**Provided records**

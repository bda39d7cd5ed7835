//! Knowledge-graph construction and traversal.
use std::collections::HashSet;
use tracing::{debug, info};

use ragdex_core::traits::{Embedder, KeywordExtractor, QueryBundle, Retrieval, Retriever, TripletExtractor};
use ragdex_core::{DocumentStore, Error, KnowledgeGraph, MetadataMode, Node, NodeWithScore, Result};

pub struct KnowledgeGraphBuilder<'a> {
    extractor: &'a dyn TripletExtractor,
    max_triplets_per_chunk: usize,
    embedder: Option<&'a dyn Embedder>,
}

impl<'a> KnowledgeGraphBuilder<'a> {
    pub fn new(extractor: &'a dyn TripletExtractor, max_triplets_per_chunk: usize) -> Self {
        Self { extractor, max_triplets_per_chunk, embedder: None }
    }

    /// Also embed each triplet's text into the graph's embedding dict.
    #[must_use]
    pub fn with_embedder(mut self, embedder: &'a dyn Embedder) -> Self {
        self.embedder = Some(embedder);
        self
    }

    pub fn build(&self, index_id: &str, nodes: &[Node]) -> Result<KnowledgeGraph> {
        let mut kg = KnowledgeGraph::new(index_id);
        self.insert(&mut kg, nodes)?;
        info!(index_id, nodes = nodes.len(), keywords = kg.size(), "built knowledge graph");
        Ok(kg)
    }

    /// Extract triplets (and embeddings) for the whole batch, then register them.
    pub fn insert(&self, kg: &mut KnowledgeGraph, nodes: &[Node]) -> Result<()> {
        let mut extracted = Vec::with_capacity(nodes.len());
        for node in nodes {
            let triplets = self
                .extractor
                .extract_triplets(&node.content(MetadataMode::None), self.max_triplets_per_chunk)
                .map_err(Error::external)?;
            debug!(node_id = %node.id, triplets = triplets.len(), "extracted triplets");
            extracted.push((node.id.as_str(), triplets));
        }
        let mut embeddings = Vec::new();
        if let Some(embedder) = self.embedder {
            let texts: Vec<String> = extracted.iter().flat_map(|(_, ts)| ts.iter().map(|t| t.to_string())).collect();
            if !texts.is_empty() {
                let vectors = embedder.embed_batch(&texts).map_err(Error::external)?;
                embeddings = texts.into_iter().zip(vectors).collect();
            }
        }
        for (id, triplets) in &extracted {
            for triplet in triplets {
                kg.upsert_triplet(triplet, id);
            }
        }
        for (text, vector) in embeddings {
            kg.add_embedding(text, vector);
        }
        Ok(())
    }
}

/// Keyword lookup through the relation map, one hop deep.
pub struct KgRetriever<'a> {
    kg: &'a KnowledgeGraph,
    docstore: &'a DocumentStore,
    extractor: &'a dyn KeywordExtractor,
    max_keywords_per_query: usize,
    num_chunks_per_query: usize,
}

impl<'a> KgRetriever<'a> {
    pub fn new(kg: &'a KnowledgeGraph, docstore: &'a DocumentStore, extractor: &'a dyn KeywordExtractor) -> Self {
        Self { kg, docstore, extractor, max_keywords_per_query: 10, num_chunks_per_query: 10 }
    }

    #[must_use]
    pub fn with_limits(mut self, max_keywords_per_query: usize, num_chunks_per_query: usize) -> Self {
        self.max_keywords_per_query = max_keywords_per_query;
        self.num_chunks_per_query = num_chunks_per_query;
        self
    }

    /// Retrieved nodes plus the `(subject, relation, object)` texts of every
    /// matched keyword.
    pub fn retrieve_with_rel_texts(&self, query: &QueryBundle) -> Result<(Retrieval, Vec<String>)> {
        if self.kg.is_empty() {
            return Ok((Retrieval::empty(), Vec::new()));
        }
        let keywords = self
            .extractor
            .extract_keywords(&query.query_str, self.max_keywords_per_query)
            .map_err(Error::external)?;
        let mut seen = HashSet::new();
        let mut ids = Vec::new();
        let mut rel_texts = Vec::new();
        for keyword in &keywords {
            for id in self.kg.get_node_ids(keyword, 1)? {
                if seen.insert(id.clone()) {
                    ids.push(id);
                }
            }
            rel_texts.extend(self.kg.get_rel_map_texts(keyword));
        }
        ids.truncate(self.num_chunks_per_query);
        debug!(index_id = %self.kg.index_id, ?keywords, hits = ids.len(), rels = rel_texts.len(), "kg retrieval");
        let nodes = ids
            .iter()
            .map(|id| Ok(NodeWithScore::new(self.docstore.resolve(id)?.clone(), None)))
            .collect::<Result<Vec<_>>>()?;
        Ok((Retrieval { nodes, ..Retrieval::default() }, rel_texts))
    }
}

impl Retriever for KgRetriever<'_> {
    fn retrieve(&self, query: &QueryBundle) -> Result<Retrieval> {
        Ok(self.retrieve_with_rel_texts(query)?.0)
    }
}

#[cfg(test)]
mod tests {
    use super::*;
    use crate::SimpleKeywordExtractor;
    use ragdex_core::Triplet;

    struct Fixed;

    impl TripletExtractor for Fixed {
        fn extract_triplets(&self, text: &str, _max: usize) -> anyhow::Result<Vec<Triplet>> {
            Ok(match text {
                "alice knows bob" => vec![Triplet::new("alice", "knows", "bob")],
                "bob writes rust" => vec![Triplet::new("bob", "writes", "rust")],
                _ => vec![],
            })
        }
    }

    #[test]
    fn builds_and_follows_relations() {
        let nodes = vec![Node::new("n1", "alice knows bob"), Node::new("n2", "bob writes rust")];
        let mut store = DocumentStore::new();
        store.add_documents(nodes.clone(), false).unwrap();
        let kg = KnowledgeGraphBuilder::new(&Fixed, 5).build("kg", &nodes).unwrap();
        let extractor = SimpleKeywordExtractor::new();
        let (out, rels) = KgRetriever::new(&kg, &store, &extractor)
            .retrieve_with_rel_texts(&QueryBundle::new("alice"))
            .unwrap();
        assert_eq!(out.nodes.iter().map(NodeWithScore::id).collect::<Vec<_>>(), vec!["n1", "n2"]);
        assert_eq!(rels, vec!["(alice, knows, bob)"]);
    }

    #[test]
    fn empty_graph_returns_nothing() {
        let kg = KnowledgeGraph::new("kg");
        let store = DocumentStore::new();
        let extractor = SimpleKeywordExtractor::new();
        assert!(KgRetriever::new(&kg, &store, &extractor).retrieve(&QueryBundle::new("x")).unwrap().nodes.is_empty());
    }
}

**What the task requires**
Copy each line of the data exactly, leaving nothing out.

**The completed task**
repository bda39d7cd5ed7835
//! Knowledge-graph construction and traversal.
use std::collections::HashSet;
use tracing::{debug, info};

use ragdex_core::traits::{Embedder, KeywordExtractor, QueryBundle, Retrieval, Retriever, TripletExtractor};
use ragdex_core::{DocumentStore, Error, KnowledgeGraph, MetadataMode, Node, NodeWithScore, Result};

pub struct KnowledgeGraphBuilder<'a> {
    extractor: &'a dyn TripletExtractor,
    max_triplets_per_chunk: usize,
    embedder: Option<&'a dyn Embedder>,
}

impl<'a> KnowledgeGraphBuilder<'a> {
    pub fn new(extractor: &'a dyn TripletExtractor, max_triplets_per_chunk: usize) -> Self {
        Self { extractor, max_triplets_per_chunk, embedder: None }
    }

    /// Also embed each triplet's text into the graph's embedding dict.
    #[must_use]
    pub fn with_embedder(mut self, embedder: &'a dyn Embedder) -> Self {
        self.embedder = Some(embedder);
        self
    }

    pub fn build(&self, index_id: &str, nodes: &[Node]) -> Result<KnowledgeGraph> {
        let mut kg = KnowledgeGraph::new(index_id);
        self.insert(&mut kg, nodes)?;
        info!(index_id, nodes = nodes.len(), keywords = kg.size(), "built knowledge graph");
        Ok(kg)
    }

    /// Extract triplets (and embeddings) for the whole batch, then register them.
    pub fn insert(&self, kg: &mut KnowledgeGraph, nodes: &[Node]) -> Result<()> {
        let mut extracted = Vec::with_capacity(nodes.len());
        for node in nodes {
            let triplets = self
                .extractor
                .extract_triplets(&node.content(MetadataMode::None), self.max_triplets_per_chunk)
                .map_err(Error::external)?;
            debug!(node_id = %node.id, triplets = triplets.len(), "extracted triplets");
            extracted.push((node.id.as_str(), triplets));
        }
        let mut embeddings = Vec::new();
        if let Some(embedder) = self.embedder {
            let texts: Vec<String> = extracted.iter().flat_map(|(_, ts)| ts.iter().map(|t| t.to_string())).collect();
            if !texts.is_empty() {
                let vectors = embedder.embed_batch(&texts).map_err(Error::external)?;
                embeddings = texts.into_iter().zip(vectors).collect();
            }
        }
        for (id, triplets) in &extracted {
            for triplet in triplets {
                kg.upsert_triplet(triplet, id);
            }
        }
        for (text, vector) in embeddings {
            kg.add_embedding(text, vector);
        }
        Ok(())
    }
}

/// Keyword lookup through the relation map, one hop deep.
pub struct KgRetriever<'a> {
    kg: &'a KnowledgeGraph,
    docstore: &'a DocumentStore,
    extractor: &'a dyn KeywordExtractor,
    max_keywords_per_query: usize,
    num_chunks_per_query: usize,
}

impl<'a> KgRetriever<'a> {
    pub fn new(kg: &'a KnowledgeGraph, docstore: &'a DocumentStore, extractor: &'a dyn KeywordExtractor) -> Self {
        Self { kg, docstore, extractor, max_keywords_per_query: 10, num_chunks_per_query: 10 }
    }

    #[must_use]
    pub fn with_limits(mut self, max_keywords_per_query: usize, num_chunks_per_query: usize) -> Self {
        self.max_keywords_per_query = max_keywords_per_query;
        self.num_chunks_per_query = num_chunks_per_query;
        self
    }

    /// Retrieved nodes plus the `(subject, relation, object)` texts of every
    /// matched keyword.
    pub fn retrieve_with_rel_texts(&self, query: &QueryBundle) -> Result<(Retrieval, Vec<String>)> {
        if self.kg.is_empty() {
            return Ok((Retrieval::empty(), Vec::new()));
        }
        let keywords = self
            .extractor
            .extract_keywords(&query.query_str, self.max_keywords_per_query)
            .map_err(Error::external)?;
        let mut seen = HashSet::new();
        let mut ids = Vec::new();
        let mut rel_texts = Vec::new();
        for keyword in &keywords {
            for id in self.kg.get_node_ids(keyword, 1)? {
                if seen.insert(id.clone()) {
                    ids.push(id);
                }
            }
            rel_texts.extend(self.kg.get_rel_map_texts(keyword));
        }
        ids.truncate(self.num_chunks_per_query);
        debug!(index_id = %self.kg.index_id, ?keywords, hits = ids.len(), rels = rel_texts.len(), "kg retrieval");
        let nodes = ids
            .iter()
            .map(|id| Ok(NodeWithScore::new(self.docstore.resolve(id)?.clone(), None)))
            .collect::<Result<Vec<_>>>()?;
        Ok((Retrieval { nodes, ..Retrieval::default() }, rel_texts))
    }
}

impl Retriever for KgRetriever<'_> {
    fn retrieve(&self, query: &QueryBundle) -> Result<Retrieval> {
        Ok(self.retrieve_with_rel_texts(query)?.0)
    }
}

#[cfg(test)]
mod tests {
    use super::*;
    use crate::SimpleKeywordExtractor;
    use ragdex_core::Triplet;

    struct Fixed;

    impl TripletExtractor for Fixed {
        fn extract_triplets(&self, text: &str, _max: usize) -> anyhow::Result<Vec<Triplet>> {
            Ok(match text {
                "alice knows bob" => vec![Triplet::new("alice", "knows", "bob")],
                "bob writes rust" => vec![Triplet::new("bob", "writes", "rust")],
                _ => vec![],
            })
        }
    }

    #[test]
    fn builds_and_follows_relations() {
        let nodes = vec![Node::new("n1", "alice knows bob"), Node::new("n2", "bob writes rust")];
        let mut store = DocumentStore::new();
        store.add_documents(nodes.clone(), false).unwrap();
        let kg = KnowledgeGraphBuilder::new(&Fixed, 5).build("kg", &nodes).unwrap();
        let extractor = SimpleKeywordExtractor::new();
        let (out, rels) = KgRetriever::new(&kg, &store, &extractor)
            .retrieve_with_rel_texts(&QueryBundle::new("alice"))
            .unwrap();
        assert_eq!(out.nodes.iter().map(NodeWithScore::id).collect::<Vec<_>>(), vec!["n1", "n2"]);
        assert_eq!(rels, vec!["(alice, knows, bob)"]);
    }

    #[test]
    fn empty_graph_returns_nothing() {
        let kg = KnowledgeGraph::new("kg");
        let store = DocumentStore::new();
        let extractor = SimpleKeywordExtractor::new();
        assert!(KgRetriever::new(&kg, &store, &extractor).retrieve(&QueryBundle::new("x")).unwrap().nodes.is_empty());
    }
}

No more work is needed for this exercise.